She explains how to obtain the multiplicative inverse:
In what follows, z=a+bi and w=c+di are complex numbers with a,b,c,d∈R. Is there a multiplicative inverse of z? If so, what is it?
Note that z≠0 implies that not both a and b are 0. We want to see if we can find real numbers c and d so that zw=1, or equivalently,
(ac−bd)+(ad+bc)i=1.
As the right-hand side is a real number, we need the imaginary part on the left-hand side to be zero:
ad+bc=0.
That leaves
ac−bd=1.
Solving for c and d in terms of a and b, we get
c=a/(a^2+b^2) and d=−b/(a^2+b^2).
Isn't the multiplicative inverse of z 1/z? Why was it important for her to express c and d in terms of a and b?
The imaginary number $i$ is defined to be the square root of $-1$. This means that $i^2=-1$, and therefore $$zw=ac+adi+bci+bdi^2=ac+adi+bci+bd(-1)=(ac−bd)+(ad+bc)i.$$
For a complex number $x=p+qi$, where $p$ and $q$ are real numbers, it is common to write $\text{Re}(x)=p$ for the real part of $x$ and $\text{Im}(x)=q$ for the imaginary part of $x$. For any two complex numbers $x$ and $y$, we have an equality $x=y$ if and only if $\text{Re(x)}=\text{Re(y)}$ and $\text{Im}(x)=\text{Im}(y)$.
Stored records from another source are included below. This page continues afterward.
// In-memory market used for offline sessions and tests.

use std::collections::HashMap;
use std::sync::RwLock;

use ethers::types::Address;
use futures::future::{self, BoxFuture, FutureExt};
use num_bigint::BigInt;
use num_traits::Zero;

use crate::chain::lookups::{BalanceSource, PoolStateSource, TokenMetadataSource};
use crate::error::LookupError;
use crate::math::orientation::PairOrientation;
use crate::math::tick_codec::{price_to_sqrt_fixed, price_to_tick};
use crate::models::{FeeTier, PoolSnapshot, TokenMetadata};

type PoolKey = (Address, Address, u32);

fn pool_key(a: Address, b: Address, fee: FeeTier) -> PoolKey {
    if a < b { (a, b, fee.code()) } else { (b, a, fee.code()) }
}

#[derive(Default)]
pub struct MemoryChain {
    tokens: RwLock<HashMap<Address, TokenMetadata>>,
    pools: RwLock<HashMap<PoolKey, PoolSnapshot>>,
    balances: RwLock<HashMap<(Address, Address), BigInt>>,
    failing_tokens: RwLock<Vec<Address>>,
}

impl MemoryChain {
    pub fn new() -> Self {
        Self::default()
    }

    pub fn add_token(&self, token: Address, symbol: &str, decimals: u8) {
        let mut tokens = self.tokens.write().unwrap_or_else(|e| e.into_inner());
        tokens.insert(token, TokenMetadata { decimals, symbol: symbol.to_string() });
    }

    /// Metadata lookups for `token` fail with an rpc error from now on.
    pub fn fail_token(&self, token: Address) {
        self.failing_tokens.write().unwrap_or_else(|e| e.into_inner()).push(token);
    }

    pub fn set_pool(&self, token_a: Address, token_b: Address, fee: FeeTier, snapshot: PoolSnapshot) {
        let mut pools = self.pools.write().unwrap_or_else(|e| e.into_inner());
        pools.insert(pool_key(token_a, token_b, fee), snapshot);
    }

    /// Registers a live pool whose current human price (A per B) is `price`.
    /// Both tokens must already be registered.
    pub fn set_pool_at_price(&self, token_a: Address, token_b: Address, fee: FeeTier, price: f64, liquidity: BigInt)
        -> Result<(), LookupError>
    {
        let (dec_a, dec_b) = {
            let tokens = self.tokens.read().unwrap_or_else(|e| e.into_inner());
            let dec = |t: Address| tokens.get(&t).map(|m| m.decimals).ok_or_else(|| LookupError::UnknownToken(format!("{:?}", t)));
            (dec(token_a)?, dec(token_b)?)
        };
        let raw = PairOrientation::new(token_a, token_b, dec_a, dec_b).to_raw_price(price);
        let snapshot = PoolSnapshot {
            sqrt_price_x96: price_to_sqrt_fixed(raw),
            tick: price_to_tick(raw),
            liquidity,
        };
        self.set_pool(token_a, token_b, fee, snapshot);
        Ok(())
    }

    pub fn set_balance(&self, token: Address, owner: Address, raw: BigInt) {
        let mut balances = self.balances.write().unwrap_or_else(|e| e.into_inner());
        balances.insert((token, owner), raw);
    }
}

impl PoolStateSource for MemoryChain {
    fn pool_snapshot(&self, token_a: Address, token_b: Address, fee: FeeTier)
        -> BoxFuture<'_, Result<Option<PoolSnapshot>, LookupError>>
    {
        let pools = self.pools.read().unwrap_or_else(|e| e.into_inner());
        let snapshot = pools.get(&pool_key(token_a, token_b, fee)).cloned();
        future::ready(Ok(snapshot)).boxed()
    }
}

impl TokenMetadataSource for MemoryChain {
    fn token_metadata(&self, token: Address) -> BoxFuture<'_, Result<TokenMetadata, LookupError>> {
        let failing = self.failing_tokens.read().unwrap_or_else(|e| e.into_inner()).contains(&token);
        let result = if failing {
            Err(LookupError::Rpc(format!("metadata lookup failed for {:?}", token)))
        } else {
            let tokens = self.tokens.read().unwrap_or_else(|e| e.into_inner());
            tokens.get(&token).cloned().ok_or_else(|| LookupError::UnknownToken(format!("{:?}", token)))
        };
        future::ready(result).boxed()
    }
}

impl BalanceSource for MemoryChain {
    fn balance_of(&self, token: Address, owner: Address) -> BoxFuture<'_, Result<BigInt, LookupError>> {
        let balances = self.balances.read().unwrap_or_else(|e| e.into_inner());
        let raw = balances.get(&(token, owner)).cloned().unwrap_or_else(BigInt::zero);
        future::ready(Ok(raw)).boxed()
    }
}

#[cfg(test)]
mod tests {
    use super::*;

    #[tokio::test]
    async fn test_pool_lookup_is_order_independent() {
        let chain = MemoryChain::new();
        let (a, b) = (Address::from([1u8; 20]), Address::from([2u8; 20]));
        chain.add_token(a, "AAA", 18);
        chain.add_token(b, "BBB", 18);
        chain.set_pool_at_price(a, b, FeeTier::Medium, 1.0, BigInt::from(1u8)).unwrap();

        assert!(chain.pool_snapshot(b, a, FeeTier::Medium).await.unwrap().is_some());
        assert!(chain.pool_snapshot(a, b, FeeTier::Low).await.unwrap().is_none());
        assert_eq!(chain.pool_snapshot(a, b, FeeTier::Medium).await.unwrap().unwrap().tick, 0);
    }

    #[test]
    fn test_unknown_balance_reads_zero() {
        let chain = MemoryChain::new();
        let (token, owner) = (Address::from([1u8; 20]), Address::from([9u8; 20]));
        assert!(tokio_test::block_on(chain.balance_of(token, owner)).unwrap().is_zero());
        chain.set_balance(token, owner, BigInt::from(42u8));
        assert_eq!(tokio_test::block_on(chain.balance_of(token, owner)).unwrap(), BigInt::from(42u8));
    }

    #[tokio::test]
    async fn test_failing_token() {
        let chain = MemoryChain::new();
        let a = Address::from([1u8; 20]);
        chain.add_token(a, "AAA", 18);
        chain.fail_token(a);
        assert!(matches!(chain.token_metadata(a).await, Err(LookupError::Rpc(_))));
    }
}
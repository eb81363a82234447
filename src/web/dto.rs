use rocket::serde::{Deserialize, Serialize};

use crate::models::Side;

#[derive(Deserialize, rocket::FromForm)]
pub struct TokenAmountQuery {
    pub token_a: String,
    pub token_b: String,
    pub fee: u32,
    /// "a" or "b": which amount is authoritative.
    pub direction: String,
    pub amount: String,
    /// Human price (A per B), only used when the pool does not exist yet.
    pub current_price: Option<f64>,
    pub min_price: f64,
    pub max_price: f64,
}

#[derive(Serialize, Deserialize)]
pub struct TokenAmountResponse {
    pub amount_a: String,
    pub amount_b: String,
    /// Input that cannot fund the range on its own, if any.
    pub hidden: Option<Side>,
}

#[derive(Serialize, Deserialize)]
pub struct PriceToTickResponse {
    pub price: f64,
    pub tick: i32,
    pub usable_tick: i32,
    pub sqrt_price_x96: String,
}

#[derive(Serialize, Deserialize)]
pub struct TickToPriceResponse {
    pub tick: i32,
    pub price: f64,
    pub sqrt_price_x96: String,
}

#[derive(Serialize, Deserialize)]
pub struct ValidateRangeResponse {
    pub min_price: f64,
    pub max_price: f64,
    pub valid: bool,
}

#[derive(Serialize, Deserialize)]
pub struct RangeTokenRequest {
    pub id: String,
    pub amount_a: String,
    pub amount_b: String,
}

#[derive(Serialize, Deserialize)]
pub struct RangeTokenResponse {
    pub token: String,
}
For the equation $zw=1$ to be true, there must be equalities $\text{Re}(zw)=\text{Re}(1)$ and $\text{Im}(zw)=\text{Im}(1)$. This means that $$ac-bd=\text{Re}(zw)=\text{Re}(1)=1\hspace{15pt}\text{and}\hspace{15pt}ad+bc=\text{Im}(zw)=\text{Im}(1)=0.$$
It's true that if $z\neq0$ then the multiplicative inverse of $z$ may be written as $z^{-1}=1/z$. It can also be written as $$z^{-1}=\frac a{a^2+b^2}+\frac{-b}{a^2+b^2}i$$ where $a$ and $b$ are real numbers.
Given that $z$ is originally expressed in terms of the real numbers $a$ and $b$, it can be useful to express it's inverse in this way as well. If you multiply $(a+bi)$ and $\bigl(\frac a{a^2+b^2}+\frac{-b}{a^2+b^2}i\bigr)$, the product is indeed equal to $1$.